We utilized the classification report matric in the Python sklearn library. The data was divided into 60% training data and 40% testing data. The global average F-score was calculated in order to evaluate the overall performance of the models regardless of the class.

3.3. Named Entity Recognition Model Initialization

In this stage, the Python sklearn-CRFSuite module was utilized. Initially, the training data consisted of a list of each word, its position tag, and its label (P or O). This data list would be utilized to train the NER model. Certain conditions are implemented while training the model, such as defining the surrounding word features. Finally, a labeler that recognizes protein names in sentences will be created.

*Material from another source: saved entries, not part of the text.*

//! Declarative regulatory compliance checks over candidate records.

mod builtin;
mod engine;
mod rules;

use std::collections::BTreeMap;

use thiserror::Error;
use tracing::debug;

use crate::config::ComplianceConfig;

pub use engine::{ComplianceRuleEngine, ComplianceVerdict};
pub use rules::{FieldPredicate, Framework, Rule, RuleDefinition, RuleKind, RuleViolation};

#[derive(Debug, Error, Clone, PartialEq, Eq)]
pub enum ComplianceError {
    #[error("invalid rule {rule_id} in framework {framework}: {reason}")]
    InvalidRuleDefinition {
        framework: String,
        rule_id: String,
        reason: String,
    },
    #[error("framework name must not be empty")]
    EmptyFrameworkName,
    #[error("unknown compliance framework {0}")]
    UnknownFramework(String),
}

/// Rule sets chosen for one evaluation, keyed by framework.
pub type RuleSets = BTreeMap<Framework, Vec<Rule>>;

/// Compiled rule sets keyed by framework. Built once at startup; lookups
/// are read-only afterwards.
#[derive(Clone, Debug, Default)]
pub struct RuleCatalog {
    frameworks: RuleSets,
}

impl RuleCatalog {
    /// HIPAA Safe Harbor, PCI DSS, GDPR and SOX rule sets.
    pub fn builtin() -> Result<Self, ComplianceError> {
        let mut catalog = Self::default();
        for (framework, definitions) in builtin::rule_sets() {
            catalog.define(framework, &definitions)?;
        }
        Ok(catalog)
    }

    /// Built-ins (when enabled) overlaid with the configured rule sets. A
    /// configured framework replaces a built-in one of the same name.
    pub fn from_config(config: &ComplianceConfig) -> Result<Self, ComplianceError> {
        let mut catalog = if config.include_builtin {
            Self::builtin()?
        } else {
            Self::default()
        };
        for set in &config.frameworks {
            catalog.define(&set.framework, &set.rules)?;
        }
        Ok(catalog)
    }

    pub fn define(&mut self, framework: &str, definitions: &[RuleDefinition]) -> Result<(), ComplianceError> {
        if framework.trim().is_empty() {
            return Err(ComplianceError::EmptyFrameworkName);
        }
        let framework = Framework::new(framework);
        let mut rules: Vec<Rule> = Vec::with_capacity(definitions.len());
        for definition in definitions {
            if rules.iter().any(|rule| rule.id == definition.id) {
                return Err(ComplianceError::InvalidRuleDefinition {
                    framework: framework.to_string(),
                    rule_id: definition.id.clone(),
                    reason: "duplicate rule id".into(),
                });
            }
            rules.push(definition.compile(&framework)?);
        }
        debug!(%framework, rules = rules.len(), "compliance rule set loaded");
        self.frameworks.insert(framework, rules);
        Ok(())
    }

    pub fn rules(&self, framework: &Framework) -> Option<&[Rule]> {
        self.frameworks.get(framework).map(Vec::as_slice)
    }

    pub fn frameworks(&self) -> impl Iterator<Item = &Framework> {
        self.frameworks.keys()
    }

    pub fn contains(&self, framework: &Framework) -> bool {
        self.frameworks.contains_key(framework)
    }

    pub fn len(&self) -> usize {
        self.frameworks.len()
    }

    pub fn is_empty(&self) -> bool {
        self.frameworks.is_empty()
    }

    /// Rule sets for the named frameworks; fails on the first unknown name.
    pub fn select<'a, I>(&self, names: I) -> Result<RuleSets, ComplianceError>
    where
        I: IntoIterator<Item = &'a Framework>,
    {
        names
            .into_iter()
            .map(|framework| {
                self.frameworks
                    .get(framework)
                    .map(|rules| (framework.clone(), rules.clone()))
                    .ok_or_else(|| ComplianceError::UnknownFramework(framework.to_string()))
            })
            .collect()
    }
}

#[cfg(test)]
mod tests {
    use super::*;
    use crate::config::FrameworkRules;

    fn absent(id: &str, field: &str) -> RuleDefinition {
        RuleDefinition {
            id: id.into(),
            kind: "field-absent".into(),
            field: Some(field.into()),
            ..RuleDefinition::default()
        }
    }

    #[test]
    fn configured_sets_override_builtins() {
        let config = ComplianceConfig {
            include_builtin: true,
            frameworks: vec![FrameworkRules {
                framework: "hipaa".into(),
                rules: vec![absent("local.mrn", "mrn")],
            }],
        };
        let catalog = RuleCatalog::from_config(&config).unwrap();
        let hipaa = catalog.rules(&Framework::new("HIPAA")).unwrap();
        assert_eq!(hipaa.len(), 1);
        assert_eq!(hipaa[0].id, "local.mrn");
        assert!(catalog.contains(&Framework::new("SOX")));
    }

    #[test]
    fn duplicate_ids_are_refused() {
        let mut catalog = RuleCatalog::default();
        let err = catalog
            .define("internal", &[absent("x", "a"), absent("x", "b")])
            .unwrap_err();
        assert!(matches!(err, ComplianceError::InvalidRuleDefinition { reason, .. } if reason == "duplicate rule id"));
        assert_eq!(catalog.define(" ", &[]), Err(ComplianceError::EmptyFrameworkName));
    }

    #[test]
    fn selecting_unknown_framework_fails() {
        let catalog = RuleCatalog::builtin().unwrap();
        let names = [Framework::new("HIPAA"), Framework::new("FERPA")];
        assert_eq!(
            catalog.select(&names).unwrap_err(),
            ComplianceError::UnknownFramework("FERPA".into())
        );
        assert_eq!(catalog.select(&names[..1]).unwrap().len(), 1);
    }
}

When evaluating the model’s efficacy, the weighted F1 score was employed due to the presence of label imbalance in the dataset, as there were only 4078 words with portion label (P) and 31,472 other words with label (O) (Figure 5). The metrics for each label are calculated, and their average weight by support is determined using the weighted F1 score, how many actual occurrences there are for each label. Table 2 shows the parameters that were used in the NER-CRF model.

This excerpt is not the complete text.